Instructions to follow
Find the lines of the records in which the word "field" appears and report how many there are, as a number alone.

Records supplied
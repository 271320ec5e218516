//! Drift monitor implementation.

use chrono::Utc;
use std::collections::BTreeMap;

use super::series::{MetricSeries, MetricStore};
use super::types::{
    DriftCheckResult, DriftHistoryEntry, DriftOutcome, DriftReport, DriftStatistics,
    InsufficientReason, MetricDriftStats, Severity,
};
use crate::config::{DriftConfig, DriftTest};
use crate::error::Result;
use crate::history::History;
use crate::sink::{default_sink, MonitorEvent, SharedSink};
use crate::stats::{ks_two_sample, mann_whitney_u, TestOutcome};

/// Drift monitor over named metrics
pub struct DriftMonitor {
    config: DriftConfig,
    store: MetricStore,
    history: History<DriftHistoryEntry>,
    sink: SharedSink,
}

impl DriftMonitor {
    /// Create a monitor retaining at most `max_history_size` checks
    pub fn new(config: DriftConfig, max_history_size: usize) -> Self {
        Self {
            store: MetricStore::new(config.window_size),
            history: History::new(max_history_size),
            config,
            sink: default_sink(),
        }
    }

    /// Route events to the given sink
    pub fn with_sink(mut self, sink: SharedSink) -> Self {
        self.sink = sink;
        self
    }

    /// Replace the baseline for a metric
    ///
    /// Fails with `InvalidBaseline` for an empty or non-finite sample.
    pub fn update_baseline(&mut self, metric_name: &str, samples: &[f64]) -> Result<()> {
        self.store.update_baseline(metric_name, samples)
    }

    /// Append samples to a metric's current window
    pub fn observe(&mut self, metric_name: &str, samples: &[f64]) {
        let dropped = self.store.observe(metric_name, samples);
        if dropped > 0 {
            self.sink.emit(&MonitorEvent::SamplesDropped {
                source: format!("drift:{metric_name}"),
                count: dropped,
            });
        }
    }

    /// Compare every metric's current window against its baseline
    ///
    /// Metrics missing either side are reported as insufficient rather than
    /// failing the call. Checked results are appended to history as one entry.
    pub fn check_drift(&mut self) -> DriftReport {
        let timestamp = Utc::now();
        let mut outcomes = BTreeMap::new();

        for series in self.store.iter() {
            let outcome = match Self::insufficient_reason(series) {
                Some(reason) => {
                    self.sink.emit(&MonitorEvent::MetricSkipped {
                        metric: series.name().to_string(),
                        reason: reason.to_string(),
                    });
                    DriftOutcome::Insufficient { reason }
                }
                None => {
                    let result = self.evaluate(series, timestamp);
                    self.sink.emit(&MonitorEvent::DriftChecked {
                        metric: result.metric_name.clone(),
                        p_value: result.p_value,
                        drift_detected: result.drift_detected,
                    });
                    DriftOutcome::Checked(result)
                }
            };
            outcomes.insert(series.name().to_string(), outcome);
        }

        let report = DriftReport { timestamp, outcomes };
        let results: BTreeMap<String, DriftCheckResult> =
            report.checked().map(|r| (r.metric_name.clone(), r.clone())).collect();
        self.history.push(DriftHistoryEntry {
            timestamp,
            drift_detected: report.drift_detected(),
            results,
        });

        report
    }

    fn insufficient_reason(series: &MetricSeries) -> Option<InsufficientReason> {
        if !series.has_baseline() {
            Some(InsufficientReason::MissingBaseline)
        } else if series.current_len() == 0 {
            Some(InsufficientReason::EmptyWindow)
        } else {
            None
        }
    }

    fn run_test(&self, baseline: &[f64], current: &[f64]) -> TestOutcome {
        match self.config.test {
            DriftTest::KolmogorovSmirnov => ks_two_sample(baseline, current),
            DriftTest::MannWhitney => mann_whitney_u(baseline, current),
        }
    }

    fn evaluate(&self, series: &MetricSeries, timestamp: chrono::DateTime<Utc>) -> DriftCheckResult {
        let current = series.current();
        let outcome = self.run_test(series.baseline(), &current);

        DriftCheckResult {
            metric_name: series.name().to_string(),
            test: self.config.test,
            statistic: outcome.statistic,
            p_value: outcome.p_value,
            drift_detected: outcome.p_value < self.config.threshold,
            severity: Severity::from_p_value(outcome.p_value),
            baseline_size: series.baseline().len(),
            current_size: current.len(),
            timestamp,
        }
    }

    /// Derive drift statistics from history
    pub fn get_drift_statistics(&self) -> DriftStatistics {
        let total_checks = self.history.len();
        let drift_detected_count = self.history.iter().filter(|e| e.drift_detected).count();

        let mut metrics: BTreeMap<String, MetricDriftStats> = BTreeMap::new();
        for entry in self.history.iter() {
            for (name, result) in &entry.results {
                let stats = metrics.entry(name.clone()).or_insert(MetricDriftStats {
                    checks: 0,
                    total_drifts: 0,
                    drift_frequency: 0.0,
                });
                stats.checks += 1;
                if result.drift_detected {
                    stats.total_drifts += 1;
                }
            }
        }
        for stats in metrics.values_mut() {
            stats.drift_frequency = stats.total_drifts as f64 / stats.checks as f64;
        }

        DriftStatistics {
            total_checks,
            drift_detected_count,
            drift_frequency: if total_checks == 0 {
                0.0
            } else {
                drift_detected_count as f64 / total_checks as f64
            },
            last_check: self.history.latest().map(|e| e.timestamp),
            metrics,
        }
    }

    pub fn history(&self) -> &History<DriftHistoryEntry> {
        &self.history
    }

    pub fn config(&self) -> &DriftConfig {
        &self.config
    }

    /// Metric names with a baseline or current samples
    pub fn metric_names(&self) -> Vec<String> {
        self.store.names()
    }

    pub fn series(&self, metric_name: &str) -> Option<&MetricSeries> {
        self.store.get(metric_name)
    }
}

impl std::fmt::Debug for DriftMonitor {
    fn fmt(&self, f: &mut std::fmt::Formatter<'_>) -> std::fmt::Result {
        f.debug_struct("DriftMonitor")
            .field("config", &self.config)
            .field("metrics", &self.store.len())
            .field("history", &self.history.len())
            .finish()
    }
}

Task solution
3